*Stored data*.
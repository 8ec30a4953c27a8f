use std::fmt::Write;
use std::path::{Path, PathBuf};

use crate::common::utils::fs::{list_with_prefix, remove_file_if_exists};

/// Suffixes of files that DAGMan keeps next to a running or failed DAG and that
/// block a forced resubmission.
const STALE_SUFFIXES: [&str; 2] = ["lock", "nodes.log"];
const RESCUE_SUFFIX: &str = "rescue";

/// A single worker node of a generated sub-DAG.
pub struct DagNode {
    pub name: String,
    pub submit_file: String,
    pub vars: Vec<(&'static str, String)>,
}

pub fn render_dag(nodes: &[DagNode]) -> String {
    let mut dag = String::new();
    for node in nodes {
        writeln!(dag, "JOB {} {}", node.name, node.submit_file).unwrap();
        for (key, value) in &node.vars {
            writeln!(dag, "VARS {} {}=\"{}\"", node.name, key, escape_value(value)).unwrap();
        }
        dag.push('\n');
    }
    dag
}

/// DAGMan macro values are enclosed in double quotes, inner quotes and
/// backslashes have to be escaped.
fn escape_value(value: &str) -> String {
    value.replace('\\', "\\\\").replace('"', "\\\"")
}

fn dag_dir_and_name(dag_file: &Path) -> Option<(PathBuf, String)> {
    let name = dag_file.file_name()?.to_string_lossy().to_string();
    let dir = match dag_file.parent() {
        Some(parent) if !parent.as_os_str().is_empty() => parent.to_path_buf(),
        _ => PathBuf::from("."),
    };
    Some((dir, name))
}

/// Lock, node log and rescue files of `dag_file` that currently exist.
pub fn stale_dag_files(dag_file: &Path) -> crate::Result<Vec<PathBuf>> {
    let Some((dir, name)) = dag_dir_and_name(dag_file) else {
        return Ok(vec![]);
    };
    let mut files: Vec<PathBuf> = STALE_SUFFIXES
        .iter()
        .map(|suffix| dir.join(format!("{name}.{suffix}")))
        .filter(|path| path.exists())
        .collect();
    files.extend(list_with_prefix(&dir, &format!("{name}.{RESCUE_SUFFIX}"))?);
    Ok(files)
}

/// Every file generated by the scheduler for `dag_file` (`<dag>.*`), including
/// submission files, DAGMan logs, lock, metrics and rescue files.
pub fn generated_dag_artifacts(dag_file: &Path) -> crate::Result<Vec<PathBuf>> {
    let Some((dir, name)) = dag_dir_and_name(dag_file) else {
        return Ok(vec![]);
    };
    Ok(list_with_prefix(&dir, &format!("{name}."))?)
}

/// Removes all files in `paths`, returning the ones that were actually removed.
pub fn remove_files(paths: Vec<PathBuf>) -> crate::Result<Vec<PathBuf>> {
    let mut removed = vec![];
    for path in paths {
        if remove_file_if_exists(&path)? {
            log::debug!("Removed {}", path.display());
            removed.push(path);
        }
    }
    Ok(removed)
}
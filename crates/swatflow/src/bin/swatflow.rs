use std::io;

use clap::{CommandFactory, FromArgMatches};
use clap_complete::generate;

use swatflow::client::commands::controller::command_controller;
use swatflow::client::commands::reset::command_reset;
use swatflow::client::commands::trigger::command_trigger;
use swatflow::client::commands::worker::command_worker;
use swatflow::client::globalsettings::GlobalSettings;
use swatflow::common::cli::{CommonOpts, GenerateCompletionOpts, RootOptions, SubCommand};
use swatflow::common::setup::setup_logging;

fn make_global_settings(opts: CommonOpts) -> GlobalSettings {
    let workflow_dir = opts.workflow_dir.unwrap_or_else(|| ".".into());
    GlobalSettings::new(workflow_dir, opts.config)
}

fn generate_completion(opts: GenerateCompletionOpts) -> anyhow::Result<()> {
    let generator = opts.shell;

    let mut app = RootOptions::command();
    eprintln!("Generating completion file for {generator}...");
    generate(generator, &mut app, "swatflow", &mut io::stdout());
    Ok(())
}

#[tokio::main(flavor = "current_thread")]
async fn main() -> swatflow::Result<()> {
    let matches = RootOptions::command().get_matches();
    let top_opts = match RootOptions::from_arg_matches(&matches) {
        Ok(opts) => opts,
        Err(error) => error.exit(),
    };

    setup_logging(top_opts.common.debug);

    let gsettings = make_global_settings(top_opts.common);

    let result: anyhow::Result<i32> = match top_opts.subcmd {
        SubCommand::Worker(opts) => command_worker(&gsettings, opts).await.map(|_| 0),
        SubCommand::Trigger(opts) => command_trigger(&gsettings, opts).await.map(|_| 0),
        SubCommand::Reset(opts) => command_reset(&gsettings, opts).await,
        SubCommand::Controller(opts) => command_controller(&gsettings, opts).map(|_| 0),
        SubCommand::GenerateCompletion(opts) => generate_completion(opts).map(|_| 0),
    };

    match result {
        Ok(0) => Ok(()),
        Ok(code) => std::process::exit(code),
        Err(e) => {
            log::error!("{e:?}");
            std::process::exit(1);
        }
    }
}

*Problem*. Please copy, without any change, the lines of the material from the first through the one containing "Some(parent) if !parent.as_os_str().is_empty()". Write nothing else.

*Answer*.
repository 8ec30a4953c27a8f
use std::fmt::Write;
use std::path::{Path, PathBuf};

use crate::common::utils::fs::{list_with_prefix, remove_file_if_exists};

/// Suffixes of files that DAGMan keeps next to a running or failed DAG and that
/// block a forced resubmission.
const STALE_SUFFIXES: [&str; 2] = ["lock", "nodes.log"];
const RESCUE_SUFFIX: &str = "rescue";

/// A single worker node of a generated sub-DAG.
pub struct DagNode {
    pub name: String,
    pub submit_file: String,
    pub vars: Vec<(&'static str, String)>,
}

pub fn render_dag(nodes: &[DagNode]) -> String {
    let mut dag = String::new();
    for node in nodes {
        writeln!(dag, "JOB {} {}", node.name, node.submit_file).unwrap();
        for (key, value) in &node.vars {
            writeln!(dag, "VARS {} {}=\"{}\"", node.name, key, escape_value(value)).unwrap();
        }
        dag.push('\n');
    }
    dag
}

/// DAGMan macro values are enclosed in double quotes, inner quotes and
/// backslashes have to be escaped.
fn escape_value(value: &str) -> String {
    value.replace('\\', "\\\\").replace('"', "\\\"")
}

fn dag_dir_and_name(dag_file: &Path) -> Option<(PathBuf, String)> {
    let name = dag_file.file_name()?.to_string_lossy().to_string();
    let dir = match dag_file.parent() {
        Some(parent) if !parent.as_os_str().is_empty() => parent.to_path_buf(),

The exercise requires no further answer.